==== Source information
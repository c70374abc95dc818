use bytes::{Buf, BufMut};

use crate::buffer::BufferPool;
use crate::common::{
    AttrType, Attribute, BlockNum, RecId, Result, StoreError, ATTR_SIZE, HEADER_SIZE,
    INTERNAL_ENTRY_SIZE, LEAF_ENTRY_SIZE, MAX_KEYS_INTERNAL, MAX_KEYS_LEAF,
};

use super::{get_free_block, release_block, BlockType, HeadInfo};

/// Internal index entry. Entries are packed so that the right child of
/// entry i occupies the same bytes as the left child of entry i + 1:
///
/// | lChild 0 | key 0 | lChild 1 = rChild 0 | key 1 | ... | rChild n-1 |
#[derive(Debug, Clone, PartialEq)]
pub struct InternalEntry {
    pub lchild: BlockNum,
    pub key: Attribute,
    pub rchild: BlockNum,
}

/// Leaf index entry: key, record block, record slot and 8 unused bytes.
#[derive(Debug, Clone, PartialEq)]
pub struct LeafEntry {
    pub key: Attribute,
    pub rec_id: RecId,
}

fn internal_offset(index: usize) -> usize {
    HEADER_SIZE + index * INTERNAL_ENTRY_SIZE
}

fn leaf_offset(index: usize) -> usize {
    HEADER_SIZE + index * LEAF_ENTRY_SIZE
}

impl InternalEntry {
    fn read(block: BlockNum, data: &[u8], index: usize, ty: AttrType) -> Result<Self> {
        let mut buf = &data[internal_offset(index)..];
        let lchild = BlockNum::from_link(buf.get_i32_le()).ok_or(StoreError::InvalidBlock(block))?;
        let key = Attribute::decode(&buf[..ATTR_SIZE], ty);
        buf.advance(ATTR_SIZE);
        let rchild = BlockNum::from_link(buf.get_i32_le()).ok_or(StoreError::InvalidBlock(block))?;
        Ok(Self { lchild, key, rchild })
    }

    fn write(&self, data: &mut [u8], index: usize) {
        let mut key = [0u8; ATTR_SIZE];
        self.key.encode(&mut key);
        let mut buf = &mut data[internal_offset(index)..];
        buf.put_i32_le(self.lchild.as_u32() as i32);
        buf.put_slice(&key);
        buf.put_i32_le(self.rchild.as_u32() as i32);
    }
}

impl LeafEntry {
    fn read(block: BlockNum, data: &[u8], index: usize, ty: AttrType) -> Result<Self> {
        let mut buf = &data[leaf_offset(index)..];
        let key = Attribute::decode(&buf[..ATTR_SIZE], ty);
        buf.advance(ATTR_SIZE);
        let rec_block =
            BlockNum::from_link(buf.get_i32_le()).ok_or(StoreError::InvalidBlock(block))?;
        let slot = usize::try_from(buf.get_i32_le()).map_err(|_| StoreError::InvalidBlock(block))?;
        Ok(Self {
            key,
            rec_id: RecId::new(rec_block, slot),
        })
    }

    fn write(&self, data: &mut [u8], index: usize) {
        let mut key = [0u8; ATTR_SIZE];
        self.key.encode(&mut key);
        let mut buf = &mut data[leaf_offset(index)..leaf_offset(index + 1)];
        buf.put_slice(&key);
        buf.put_i32_le(self.rec_id.block.as_u32() as i32);
        buf.put_i32_le(self.rec_id.slot as i32);
        buf.put_bytes(0, LEAF_ENTRY_SIZE - ATTR_SIZE - 8);
    }
}

fn check_block(pool: &BufferPool, block: BlockNum) -> Result<()> {
    if block.as_u32() >= pool.disk_blocks() {
        return Err(StoreError::OutOfBound);
    }
    Ok(())
}

/// Handle on an internal index block in the buffer pool.
#[derive(Debug, PartialEq, Eq)]
pub struct IndInternal {
    block: BlockNum,
}

impl IndInternal {
    /// Allocates a fresh internal index block.
    pub fn new(pool: &mut BufferPool) -> Result<Self> {
        let block = get_free_block(pool, BlockType::IndInternal)?;
        Ok(Self { block })
    }

    pub fn open(pool: &BufferPool, block: BlockNum) -> Result<Self> {
        check_block(pool, block)?;
        Ok(Self { block })
    }

    pub fn block_num(&self) -> BlockNum {
        self.block
    }

    pub fn header(&self, pool: &mut BufferPool) -> Result<HeadInfo> {
        HeadInfo::read(self.block, pool.load(self.block)?)
    }

    pub fn set_header(&self, pool: &mut BufferPool, head: &HeadInfo) -> Result<()> {
        head.write(pool.load_mut(self.block)?);
        Ok(())
    }

    pub fn entry(&self, pool: &mut BufferPool, index: usize, ty: AttrType) -> Result<InternalEntry> {
        if index >= MAX_KEYS_INTERNAL {
            return Err(StoreError::OutOfBound);
        }
        InternalEntry::read(self.block, pool.load(self.block)?, index, ty)
    }

    pub fn set_entry(&self, pool: &mut BufferPool, index: usize, entry: &InternalEntry) -> Result<()> {
        if index >= MAX_KEYS_INTERNAL {
            return Err(StoreError::OutOfBound);
        }
        entry.write(pool.load_mut(self.block)?, index);
        Ok(())
    }

    /// Reads every live entry of the block.
    pub fn entries(&self, pool: &mut BufferPool, ty: AttrType) -> Result<Vec<InternalEntry>> {
        let data = pool.load(self.block)?;
        let head = HeadInfo::read(self.block, data)?;
        (0..head.num_entries)
            .map(|i| InternalEntry::read(self.block, data, i, ty))
            .collect()
    }

    /// Child blocks in key order: the left child of the first entry, then
    /// the right child of every entry. Key bytes are not decoded.
    pub fn children(&self, pool: &mut BufferPool) -> Result<Vec<BlockNum>> {
        let data = pool.load(self.block)?;
        let head = HeadInfo::read(self.block, data)?;
        if head.num_entries == 0 {
            return Ok(Vec::new());
        }
        (0..=head.num_entries)
            .map(|i| {
                let mut buf = &data[internal_offset(i)..];
                BlockNum::from_link(buf.get_i32_le()).ok_or(StoreError::InvalidBlock(self.block))
            })
            .collect()
    }

    pub fn release(self, pool: &mut BufferPool) {
        release_block(pool, self.block);
    }
}

/// Handle on a leaf index block in the buffer pool.
#[derive(Debug, PartialEq, Eq)]
pub struct IndLeaf {
    block: BlockNum,
}

impl IndLeaf {
    /// Allocates a fresh leaf index block.
    pub fn new(pool: &mut BufferPool) -> Result<Self> {
        let block = get_free_block(pool, BlockType::IndLeaf)?;
        Ok(Self { block })
    }

    pub fn open(pool: &BufferPool, block: BlockNum) -> Result<Self> {
        check_block(pool, block)?;
        Ok(Self { block })
    }

    pub fn block_num(&self) -> BlockNum {
        self.block
    }

    pub fn header(&self, pool: &mut BufferPool) -> Result<HeadInfo> {
        HeadInfo::read(self.block, pool.load(self.block)?)
    }

    pub fn set_header(&self, pool: &mut BufferPool, head: &HeadInfo) -> Result<()> {
        head.write(pool.load_mut(self.block)?);
        Ok(())
    }

    pub fn entry(&self, pool: &mut BufferPool, index: usize, ty: AttrType) -> Result<LeafEntry> {
        if index >= MAX_KEYS_LEAF {
            return Err(StoreError::OutOfBound);
        }
        LeafEntry::read(self.block, pool.load(self.block)?, index, ty)
    }

    pub fn set_entry(&self, pool: &mut BufferPool, index: usize, entry: &LeafEntry) -> Result<()> {
        if index >= MAX_KEYS_LEAF {
            return Err(StoreError::OutOfBound);
        }
        entry.write(pool.load_mut(self.block)?, index);
        Ok(())
    }

    /// Reads every live entry of the block.
    pub fn entries(&self, pool: &mut BufferPool, ty: AttrType) -> Result<Vec<LeafEntry>> {
        let data = pool.load(self.block)?;
        let head = HeadInfo::read(self.block, data)?;
        (0..head.num_entries)
            .map(|i| LeafEntry::read(self.block, data, i, ty))
            .collect()
    }

    pub fn release(self, pool: &mut BufferPool) {
        release_block(pool, self.block);
    }
}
========
Aim of the exercise> Scan the data for the string "IndInternal" and copy each line in which it occurs.

Response area>
pub struct IndInternal {
impl IndInternal {
        let block = get_free_block(pool, BlockType::IndInternal)?;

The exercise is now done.